Je dirais que Thomas Vinterberg a vraiment su rendre l’âme du récit, tourné dans le Dorset avec un grand respect du texte original. Mais le réalisateur modernise un peu l’histoire en lui ajoutant plus d’érotisme et d’urgence dans les scènes capitales. Plus lent et comprenant plus de scènes quotidiennes, le roman de Thomas Hardy permet de mieux prendre la mesure de la difficulté pour une jeune femme de prendre seule ses décisions, et réussit à maintenir un certain suspens jusqu’au bout. Un très grand roman qui ravira tous les romantiques.
Il faudra que je le lise!

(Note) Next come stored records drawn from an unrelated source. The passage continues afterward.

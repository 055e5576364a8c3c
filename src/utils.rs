pub mod log;
mod macros;
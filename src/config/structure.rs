use serde::Deserialize;

use crate::chat::Message;

#[derive(Deserialize, Debug, Default, Clone, PartialEq)]
pub struct ChatConfigTOML {
    pub config: ChatConfigInner,
}

#[derive(Deserialize, Debug, Clone, Default, PartialEq)]
pub struct ChatConfigInner {
    /// System prompt block; normalized before it becomes the first message.
    pub system: Option<String>,
    pub log_level: Option<String>,
    #[serde(default)]
    pub messages: Vec<Message>,
}
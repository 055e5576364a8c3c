use anyhow::Context;
use log::LevelFilter;

use super::structure::{ChatConfigInner, ChatConfigTOML};
use crate::{
    chat::{Chat, Message, Prompt, Role},
    utils::log::Logger,
};
use std::ops::Deref;

/// A chat seed: an optional system prompt followed by seed messages.
///
/// Parsed from a TOML string the caller already holds; nothing is read
/// from or written to disk.
#[derive(Debug, Clone, PartialEq)]
pub struct ChatConfig {
    cached: ChatConfigTOML,
}

impl ChatConfig {
    pub fn from_toml(config_str: &str) -> Result<Self, anyhow::Error> {
        let cached: ChatConfigTOML = toml::from_str(config_str).context("invalid chat config")?;
        log::debug!(
            "parsed chat seed with {} messages",
            cached.config.messages.len()
        );

        Ok(Self { cached })
    }

    pub fn log_level(&self) -> LevelFilter {
        Logger::parse_level(self.cached.config.log_level.as_deref())
    }

    /// Builds the seeded chat: the normalized system prompt first, then the seed messages.
    pub fn to_chat(&self) -> Chat {
        let system = self
            .cached
            .config
            .system
            .as_deref()
            .map(|system| Message::new(Role::System, Prompt::from(system)));

        Chat::new(system.into_iter().chain(self.cached.config.messages.iter().cloned()))
    }
}

impl Deref for ChatConfig {
    type Target = ChatConfigInner;

    fn deref(&self) -> &Self::Target {
        &self.cached.config
    }
}

#[cfg(test)]
mod tests {
    use super::*;

    const SEED: &str = r#"
[config]
log_level = "debug"
system = """
    You are an expert code reviewer.

    Be constructive.
"""

[[config.messages]]
role = "user"
content = "Review this please."

[[config.messages]]
role = "assistant"
content = "Sure."
"#;

    #[test]
    fn seed_builds_normalized_chat() {
        let config = ChatConfig::from_toml(SEED).unwrap();
        let chat = config.to_chat();

        assert_eq!(chat.len(), 3);
        assert_eq!(chat[0].role(), Role::System);
        assert_eq!(
            chat[0].content(),
            "You are an expert code reviewer.\n\nBe constructive."
        );
        assert_eq!(&chat.as_content_list()[1..], &["Review this please.", "Sure."]);
        assert_eq!(config.log_level(), LevelFilter::Debug);
        assert_eq!(config.messages.len(), 2);
    }

    #[test]
    fn no_system_prompt_means_no_system_message() {
        let config = ChatConfig::from_toml("[config]\n").unwrap();
        assert!(config.system.is_none());
        assert!(config.to_chat().is_empty());
        assert_eq!(config.log_level(), LevelFilter::Info);
    }

    #[test]
    fn unknown_roles_fail_to_parse() {
        let err = ChatConfig::from_toml(
            "[config]\n[[config.messages]]\nrole = \"tool\"\ncontent = \"x\"\n",
        );
        assert!(err.is_err());
    }

    #[test]
    fn malformed_toml_is_an_error() {
        let err = ChatConfig::from_toml("[config\nsystem = ").unwrap_err();
        assert!(err.to_string().contains("invalid chat config"));
    }
}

Mais en français plutôt :p En tous cas, la couverture de la version originale est sublime.
En français, comme je le disais ailleurs à Tinalakiller, je conseille la traduction de Thierry Gillyboeuf (éditions Sillage), qui est la seule traduction intégrale à ce jour.
D’accord, merci ! 😉
Comme toi, j’ai lu le roman après avoir vu le film de Thomas Vinterberg et j’avais beau connaître l’histoire, j’ai pris pourtant un plaisir fou à la redécouvrir !
Moi aussi j’ai adoré cette lecture ! Je pense que Oak va trouver sa place au Panthéon de mes personnages de romans préférés. 🙂
Mon père me harcèle pour que je vois le film qu’il a adoré mais je compte lire le livre d’abord 🙂 ! Enchantée de voir qu’il est aussi bon 🙂
J’ai vu le film avec mon père aussi, ça a été un coup de coeur partagé ! 🙂
Tu as très bien rendu l’essence de ce roman, roman que j’avais lu et énormément aimé juste avant la sortie ciné du film (que j’ai adoré également) !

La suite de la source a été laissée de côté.